コメントの種類 :書籍・文献
パスワード
読売新聞の新刊紹介から:
悪口とは社会を維持する潤滑油?
悪口とは陰口や中傷とは違うんですって。
悪口に不可欠なのは含蓄と婉曲ですって。
面白そうですよ:
『〈悪口〉という文化』
山本幸司
出版社:平凡社
発行:2006年11月
ISBN:9784582427158
価格:¥2520 (本体¥2400+税)
社会を維持する潤滑油
著者は悪口を「文化」として再考する。時として言葉の暴力となりうるが、一方で日常的なフラストレーションを解消して「物理的な暴力を抑制」し「社会を安定させる」機能を担っていると分析するのである。わかりやすいのは、茨城県笠間市の飯綱神社など全国各地で今も続けられる「悪態祭り」。みんなで悪口を言い合って福を呼ぶのだ。戦国の世の武士たちも合戦の前に悪口の応酬をしていたらしい。敵方の前歴などを卑しめて戦意を喪失させる。日頃から剣術とともに悪口の習練も積んでいたというのである。

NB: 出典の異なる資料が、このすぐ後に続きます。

//! `loop_sound`：持续的循环音效
//!
//! 选项：`sound`（必填）、`volume`、`max_distance`。
//! 运行中可变更 `volume` 与 `position`。

use super::sound::{SlotStatus, SoundSlot};
use crate::audio::SoundRequest;
use crate::effects::context::{EffectContext, EffectDeps};
use crate::effects::error::EffectError;
use crate::effects::lifecycle::{Effect, Progress};
use crate::effects::options::Options;
use anim_runtime::{ParamValue, Params};
use glam::Vec3;

pub struct LoopSoundEffect {
    key: String,
    volume: f32,
    max_distance: Option<f32>,
    position: Option<Vec3>,
    slot: SoundSlot,
}

pub fn construct(options: &Params) -> Result<Box<dyn Effect>, EffectError> {
    let options = Options::new(options);
    Ok(Box::new(LoopSoundEffect {
        key: options.required_str("sound")?,
        volume: options.unit_or("volume", 1.0)?,
        max_distance: options.f32("max_distance")?,
        position: None,
        slot: SoundSlot::Empty,
    }))
}

impl LoopSoundEffect {
    fn advance(&mut self, status: SlotStatus, deps: &mut EffectDeps<'_>) -> Result<Progress, EffectError> {
        match status {
            SlotStatus::Waiting => Ok(Progress::Pending),
            SlotStatus::Acquired => {
                let audio = deps
                    .audio()
                    .ok_or(EffectError::MissingCollaborator("audio"))?;
                if let Some(sound) = self.slot.sound() {
                    audio.play(sound, self.volume)?;
                }
                Ok(Progress::Active)
            }
            SlotStatus::Playing => Ok(Progress::Active),
            // 池满被跳过，或条目被外部回收（例如池被销毁）
            SlotStatus::Done => Ok(Progress::Finished),
        }
    }
}

impl Effect for LoopSoundEffect {
    fn kind(&self) -> &'static str {
        "loop_sound"
    }

    fn is_steady(&self) -> bool {
        true
    }

    fn execute(&mut self, ctx: &EffectContext, deps: &mut EffectDeps<'_>) -> Result<Progress, EffectError> {
        let now = deps.now;
        self.position = ctx.source_position();

        let mut request = SoundRequest::new(&self.key)
            .at(self.position)
            .looping(true);
        if let Some(distance) = self.max_distance {
            request = request.max_distance(distance);
        }

        let audio = deps
            .audio()
            .ok_or(EffectError::MissingCollaborator("audio"))?;
        let status = self.slot.request(request, audio, now)?;
        self.advance(status, deps)
    }

    fn poll(&mut self, _ctx: &EffectContext, deps: &mut EffectDeps<'_>) -> Result<Progress, EffectError> {
        let audio = deps
            .audio()
            .ok_or(EffectError::MissingCollaborator("audio"))?;
        let status = self.slot.poll(audio)?;
        self.advance(status, deps)
    }

    fn parameter_changed(
        &mut self,
        name: &str,
        value: &ParamValue,
        _ctx: &EffectContext,
        deps: &mut EffectDeps<'_>,
    ) -> Result<(), EffectError> {
        match name {
            "volume" => {
                if let Some(volume) = value.as_f32() {
                    self.volume = volume.clamp(0.0, 1.0);
                    if let (Some(sound), Some(audio)) = (self.slot.sound(), deps.audio()) {
                        audio.set_volume(sound, self.volume);
                    }
                }
            }
            "position" => {
                if let Some(position) = value.as_vec3() {
                    self.position = Some(position);
                    if let (Some(sound), Some(audio)) = (self.slot.sound(), deps.audio()) {
                        audio.set_emitter(sound, self.position, self.max_distance);
                    }
                }
            }
            _ => {}
        }
        Ok(())
    }

    fn release(&mut self, deps: &mut EffectDeps<'_>) {
        self.slot.release(deps.audio());
    }
}
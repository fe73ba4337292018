//! `particles`：一次性粒子爆发
//!
//! 选项：`count`（默认 16）、`color`、`lifetime`（毫秒，默认 1000）。

use crate::effects::context::{EffectContext, EffectDeps};
use crate::effects::error::EffectError;
use crate::effects::lifecycle::{Effect, Progress};
use crate::effects::options::Options;
use crate::render::{Color, Primitive, RenderHandle};
use anim_runtime::Params;
use std::time::Duration;

pub struct ParticlesEffect {
    count: u32,
    color: Color,
    lifetime: Duration,
    started_at: Option<Duration>,
    handle: Option<RenderHandle>,
}

pub fn construct(options: &Params) -> Result<Box<dyn Effect>, EffectError> {
    let options = Options::new(options);
    Ok(Box::new(ParticlesEffect {
        count: options.count_or("count", 16)?,
        color: options.color_or("color", Color::WHITE)?,
        lifetime: Duration::from_millis(options.count_or("lifetime", 1000)? as u64),
        started_at: None,
        handle: None,
    }))
}

impl Effect for ParticlesEffect {
    fn kind(&self) -> &'static str {
        "particles"
    }

    fn is_steady(&self) -> bool {
        false
    }

    fn execute(&mut self, ctx: &EffectContext, deps: &mut EffectDeps<'_>) -> Result<Progress, EffectError> {
        let now = deps.now;
        let surface = deps
            .surface()
            .ok_or(EffectError::MissingCollaborator("render surface"))?;
        let origin = ctx
            .source_position()
            .or_else(|| ctx.target_position())
            .ok_or(EffectError::MissingPosition)?;

        self.handle = Some(surface.spawn(Primitive::Particles {
            origin,
            count: self.count,
            color: self.color,
            lifetime_ms: self.lifetime.as_millis() as i64,
        })?);
        self.started_at = Some(now);

        if self.lifetime.is_zero() {
            Ok(Progress::Finished)
        } else {
            Ok(Progress::Active)
        }
    }

    fn poll(&mut self, _ctx: &EffectContext, deps: &mut EffectDeps<'_>) -> Result<Progress, EffectError> {
        match self.started_at {
            Some(started_at) if deps.now.saturating_sub(started_at) >= self.lifetime => {
                Ok(Progress::Finished)
            }
            _ => Ok(Progress::Active),
        }
    }

    fn release(&mut self, deps: &mut EffectDeps<'_>) {
        if let Some(handle) = self.handle.take()
            && let Some(surface) = deps.surface()
        {
            surface.despawn(handle);
        }
    }
}
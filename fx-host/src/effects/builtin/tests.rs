//! # 内置效果测试
//!
//! 使用内存资源、脚本化音频后端与 headless 渲染表面驱动完整的生命周期。

use crate::audio::{
    AudioService, AudioSettings, PoolEvent, ReleaseReason, ScriptedBackend, SoundRequest,
};
use crate::effects::{EffectContext, EffectDeps, EffectFactory, EffectInstance, EffectState, Subject};
use crate::render::{HeadlessSurface, Primitive};
use crate::resources::MemorySource;
use anim_runtime::{ParamValue, Params};
use glam::Vec3;
use std::sync::Arc;
use std::time::Duration;

fn ms(millis: u64) -> Duration {
    Duration::from_millis(millis)
}

struct Rig {
    backend: ScriptedBackend,
    audio: AudioService,
    surface: HeadlessSurface,
    factory: EffectFactory,
}

impl Rig {
    fn new() -> Self {
        let source = MemorySource::new()
            .with_file("sounds/ambient/wind.ogg", vec![1])
            .with_file("sounds/step/grass.ogg", vec![1])
            .with_file("sounds/weather/thunder.ogg", vec![1]);
        let backend = ScriptedBackend::with_end_signals();
        Self {
            audio: AudioService::new(
                Arc::new(source),
                Box::new(backend.clone()),
                AudioSettings::default(),
            ),
            backend,
            surface: HeadlessSurface::new(),
            factory: EffectFactory::default(),
        }
    }

    fn create(&mut self, type_id: &str, options: &[(&str, ParamValue)]) -> EffectInstance {
        let options: Params = options
            .iter()
            .map(|(k, v)| (k.to_string(), v.clone()))
            .collect();
        self.factory.create(type_id, &options).unwrap()
    }

    /// 预先建立池，使后续获取立即完成
    fn warm(&mut self, key: &str) {
        let sound = self.audio.acquire_now(SoundRequest::new(key), Duration::ZERO).unwrap();
        self.audio.release(sound);
    }

    fn deps(&mut self, now: Duration) -> EffectDeps<'_> {
        EffectDeps::new(now)
            .with_audio(&mut self.audio)
            .with_surface(&mut self.surface)
    }
}

fn at_origin() -> EffectContext {
    EffectContext::new("test").with_source(Subject::Point(Vec3::ZERO))
}

// -------------------------------------------------------------------------
// sound
// -------------------------------------------------------------------------

#[test]
fn test_sound_completes_when_playback_ends() {
    let mut rig = Rig::new();
    let ctx = at_origin();
    rig.warm("step/grass");

    let mut sound = rig.create("sound", &[("sound", "step/grass".into()), ("volume", 0.5_f64.into())]);
    sound.execute(&ctx, &mut rig.deps(ms(0)));
    assert!(sound.is_running());
    assert_eq!(rig.backend.plays().len(), 1);
    assert_eq!(rig.backend.plays()[0].volume, 0.5);

    rig.backend.finish_playing("step/grass");
    rig.audio.update(ms(200));
    sound.poll(&ctx, &mut rig.deps(ms(200)));

    assert_eq!(sound.state(), EffectState::Completed);
    assert!(!sound.is_running());
    assert_eq!(rig.audio.in_use("step/grass"), 0);
}

#[test]
fn test_sound_waits_for_load() {
    let mut rig = Rig::new();
    let ctx = at_origin();

    let mut sound = rig.create("sound", &[("sound", "step/grass".into())]);
    sound.execute(&ctx, &mut rig.deps(ms(0)));
    assert_eq!(sound.state(), EffectState::Executing);
    assert!(rig.backend.plays().is_empty());

    rig.audio.update(ms(16));
    sound.poll(&ctx, &mut rig.deps(ms(16)));
    assert_eq!(rig.backend.plays().len(), 1);
    assert!(sound.is_running());
}

#[test]
fn test_stop_while_loading_never_acquires() {
    let mut rig = Rig::new();
    let ctx = at_origin();

    let mut sound = rig.create("sound", &[("sound", "step/grass".into())]);
    sound.execute(&ctx, &mut rig.deps(ms(0)));
    sound.stop(&mut rig.deps(ms(5)));

    rig.audio.update(ms(16));
    sound.poll(&ctx, &mut rig.deps(ms(16)));

    assert_eq!(sound.state(), EffectState::Completed);
    assert!(rig.audio.has_pool("step/grass"));
    assert_eq!(rig.audio.in_use("step/grass"), 0);
    assert!(rig.backend.plays().is_empty());
}

#[test]
fn test_result_arriving_after_cancel_is_released() {
    let mut rig = Rig::new();
    let ctx = at_origin();

    let mut sound = rig.create("sound", &[("sound", "step/grass".into())]);
    sound.execute(&ctx, &mut rig.deps(ms(0)));

    // 加载完成、条目已交付，但效果尚未轮询就被停止
    rig.audio.update(ms(16));
    assert_eq!(rig.audio.in_use("step/grass"), 1);
    sound.stop(&mut rig.deps(ms(20)));

    rig.audio.update(ms(32));
    assert_eq!(rig.audio.in_use("step/grass"), 0);
    assert!(rig.audio.drain_events().contains(&PoolEvent::Released {
        key: "step/grass".to_string(),
        index: 0,
        reason: ReleaseReason::Cancelled,
    }));
    assert!(rig.backend.plays().is_empty());
}

#[test]
fn test_sound_without_audio_is_contained() {
    let mut rig = Rig::new();
    let ctx = at_origin();
    let mut sound = rig.create("sound", &[("sound", "step/grass".into())]);

    sound.execute(&ctx, &mut EffectDeps::new(ms(0)));
    assert_eq!(sound.state(), EffectState::Completed);
}

#[test]
fn test_non_spatial_sound_is_force_completed() {
    let mut rig = Rig::new();
    // 没有来源坐标：非空间化
    let ctx = EffectContext::new("ui");
    rig.warm("step/grass");

    let mut sound = rig.create("sound", &[("sound", "step/grass".into())]);
    sound.execute(&ctx, &mut rig.deps(ms(0)));
    assert_eq!(rig.backend.plays()[0].emitter.and_then(|e| e.position), None);

    sound.poll(&ctx, &mut rig.deps(ms(9_999)));
    assert!(sound.is_running());
    sound.poll(&ctx, &mut rig.deps(ms(10_000)));
    assert_eq!(sound.state(), EffectState::Completed);
    assert_eq!(rig.audio.in_use("step/grass"), 0);
}

// -------------------------------------------------------------------------
// loop_sound
// -------------------------------------------------------------------------

#[test]
fn test_loop_sound_lifecycle() {
    let mut rig = Rig::new();
    let ctx = at_origin();
    rig.warm("ambient/wind");

    let mut wind = rig.create("loop_sound", &[("sound", "ambient/wind".into())]);
    assert!(wind.is_steady());

    wind.execute(&ctx, &mut rig.deps(ms(0)));
    assert!(wind.is_running());
    assert_eq!(wind.state(), EffectState::Running);
    assert!(rig.backend.plays()[0].looping);

    wind.parameter_changed("volume", &ParamValue::Number(0.5), &ctx, &mut rig.deps(ms(100)));
    assert_eq!(rig.backend.volume_changes().last(), Some(&0.5));

    wind.stop(&mut rig.deps(ms(200)));
    assert!(!wind.is_running());
    assert_eq!(rig.audio.in_use("ambient/wind"), 0);

    // 停止后的参数变更是 no-op
    let changes = rig.backend.volume_changes().len();
    wind.parameter_changed("volume", &ParamValue::Number(0.5), &ctx, &mut rig.deps(ms(300)));
    assert_eq!(rig.backend.volume_changes().len(), changes);

    // 重复停止是安全的
    wind.stop(&mut rig.deps(ms(400)));
    assert_eq!(wind.state(), EffectState::Stopped);
}

#[test]
fn test_loop_sound_runs_only_after_load() {
    let mut rig = Rig::new();
    let ctx = at_origin();

    let mut wind = rig.create("loop_sound", &[("sound", "ambient/wind".into())]);
    wind.execute(&ctx, &mut rig.deps(ms(0)));
    assert_eq!(wind.state(), EffectState::Executing);
    assert!(!wind.is_running());

    rig.audio.update(ms(16));
    wind.poll(&ctx, &mut rig.deps(ms(16)));
    assert_eq!(wind.state(), EffectState::Running);
    assert!(wind.is_running());
    assert!(rig.backend.plays()[0].looping);
}

#[test]
fn test_looping_items_survive_stuck_recovery() {
    let mut rig = Rig::new();
    let ctx = at_origin();

    let mut winds: Vec<EffectInstance> = (0..10)
        .map(|_| rig.create("loop_sound", &[("sound", "ambient/wind".into())]))
        .collect();
    rig.warm("ambient/wind");
    for wind in &mut winds {
        wind.execute(&ctx, &mut rig.deps(ms(0)));
    }
    assert_eq!(rig.audio.in_use("ambient/wind"), 10);

    // 池已满，循环条目不会被当作卡死回收
    let mut extra = rig.create("loop_sound", &[("sound", "ambient/wind".into())]);
    extra.execute(&ctx, &mut rig.deps(ms(5_000)));
    assert_eq!(extra.state(), EffectState::Stopped);
    assert!(winds.iter().all(EffectInstance::is_running));
}

// -------------------------------------------------------------------------
// beam
// -------------------------------------------------------------------------

#[test]
fn test_beam_retarget_and_stop() {
    let mut rig = Rig::new();
    let ctx = at_origin().with_target(Subject::Point(Vec3::new(0.0, 0.0, 10.0)));

    let mut beam = rig.create("beam", &[("color", "#ff0000".into())]);
    beam.execute(&ctx, &mut rig.deps(ms(0)));
    assert_eq!(beam.state(), EffectState::Running);
    assert_eq!(rig.surface.live_count(), 1);

    beam.parameter_changed("target", &ParamValue::Vector(Vec3::X), &ctx, &mut rig.deps(ms(10)));
    match &rig.surface.live()[0] {
        Primitive::Beam { to, .. } => assert_eq!(*to, Vec3::X),
        other => panic!("unexpected primitive: {:?}", other),
    }

    // 未知参数名是 no-op
    beam.parameter_changed("sparkle", &ParamValue::Bool(true), &ctx, &mut rig.deps(ms(20)));
    assert_eq!(rig.surface.updated(), 1);

    beam.stop(&mut rig.deps(ms(30)));
    beam.stop(&mut rig.deps(ms(40)));
    assert_eq!(rig.surface.live_count(), 0);
    assert_eq!(rig.surface.despawned(), 1);
}

#[test]
fn test_beam_without_surface_stops_cleanly() {
    let mut rig = Rig::new();
    let ctx = at_origin().with_target(Subject::Point(Vec3::X));

    let mut beam = rig.create("beam", &[]);
    beam.execute(&ctx, &mut EffectDeps::new(ms(0)).with_audio(&mut rig.audio));

    assert_eq!(beam.state(), EffectState::Stopped);
    assert!(!beam.is_running());
}

#[test]
fn test_beam_without_target_stops_cleanly() {
    let mut rig = Rig::new();
    let mut beam = rig.create("beam", &[]);

    beam.execute(&at_origin(), &mut rig.deps(ms(0)));
    assert_eq!(beam.state(), EffectState::Stopped);
    assert_eq!(rig.surface.live_count(), 0);
}

// -------------------------------------------------------------------------
// particles / lightning
// -------------------------------------------------------------------------

#[test]
fn test_particles_complete_after_lifetime() {
    let mut rig = Rig::new();
    let ctx = EffectContext::new("test").with_source(Subject::Block {
        pos: glam::IVec3::new(2, 64, -3),
    });

    let mut burst = rig.create("particles", &[("lifetime", 500.0_f64.into()), ("count", 8.0_f64.into())]);
    burst.execute(&ctx, &mut rig.deps(ms(1_000)));
    match &rig.surface.live()[0] {
        Primitive::Particles { origin, count, .. } => {
            assert_eq!(*origin, Vec3::new(2.5, 64.5, -2.5));
            assert_eq!(*count, 8);
        }
        other => panic!("unexpected primitive: {:?}", other),
    }

    burst.poll(&ctx, &mut rig.deps(ms(1_499)));
    assert!(burst.is_running());
    burst.poll(&ctx, &mut rig.deps(ms(1_500)));
    assert_eq!(burst.state(), EffectState::Completed);
    assert_eq!(rig.surface.live_count(), 0);
}

#[test]
fn test_lightning_flashes_then_waits_for_thunder() {
    let mut rig = Rig::new();
    let ctx = at_origin().with_target(Subject::Point(Vec3::new(5.0, 0.0, 5.0)));

    let mut strike = rig.create(
        "lightning",
        &[
            ("flashes", 2.0_f64.into()),
            ("flash_interval", 100.0_f64.into()),
            ("thunder", "weather/thunder".into()),
        ],
    );
    strike.execute(&ctx, &mut rig.deps(ms(0)));
    assert_eq!(rig.surface.spawned(), 1);

    // 雷声加载完成后开始播放
    rig.audio.update(ms(16));
    strike.poll(&ctx, &mut rig.deps(ms(16)));
    assert_eq!(rig.backend.plays().len(), 1);
    assert_eq!(
        rig.backend.plays()[0].emitter.and_then(|e| e.position),
        Some(Vec3::new(5.0, 0.0, 5.0))
    );

    strike.poll(&ctx, &mut rig.deps(ms(150)));
    assert_eq!(rig.surface.updated(), 1);

    // 闪烁结束，雷声仍在播放
    strike.poll(&ctx, &mut rig.deps(ms(250)));
    assert_eq!(rig.surface.live_count(), 0);
    assert!(strike.is_running());

    rig.backend.finish_playing("weather/thunder");
    rig.audio.update(ms(900));
    strike.poll(&ctx, &mut rig.deps(ms(900)));
    assert_eq!(strike.state(), EffectState::Completed);
}

#[test]
fn test_lightning_keeps_flashing_when_thunder_fails_to_load() {
    let mut rig = Rig::new();
    let ctx = at_origin().with_target(Subject::Point(Vec3::new(5.0, 0.0, 5.0)));

    let mut strike = rig.create(
        "lightning",
        &[
            ("flashes", 3.0_f64.into()),
            ("flash_interval", 100.0_f64.into()),
            ("thunder", "weather/missing".into()),
        ],
    );
    strike.execute(&ctx, &mut rig.deps(ms(0)));
    assert!(strike.is_running());

    // 加载失败只影响雷声
    rig.audio.update(ms(16));
    strike.poll(&ctx, &mut rig.deps(ms(16)));
    assert!(strike.is_running());
    assert_eq!(rig.surface.live_count(), 1);
    assert!(rig.backend.plays().is_empty());

    strike.poll(&ctx, &mut rig.deps(ms(150)));
    strike.poll(&ctx, &mut rig.deps(ms(250)));
    assert_eq!(rig.surface.updated(), 2);
    assert!(strike.is_running());

    strike.poll(&ctx, &mut rig.deps(ms(300)));
    assert_eq!(strike.state(), EffectState::Completed);
    assert_eq!(rig.surface.live_count(), 0);
}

鎌倉幕府は『御成敗式目』で悪口を罪として禁じていた。問注(裁判)記録によると、悪口は相手の地位や親不孝などをおちょくるもので、「大した悪口ではない」と訴えが却下されたり、悪口ではなく本当のことだと判明したり。江戸時代には「悪口を言われてもよい」ということが借金の担保にもなっていたそうで、経済的価値も生んでいたらしい。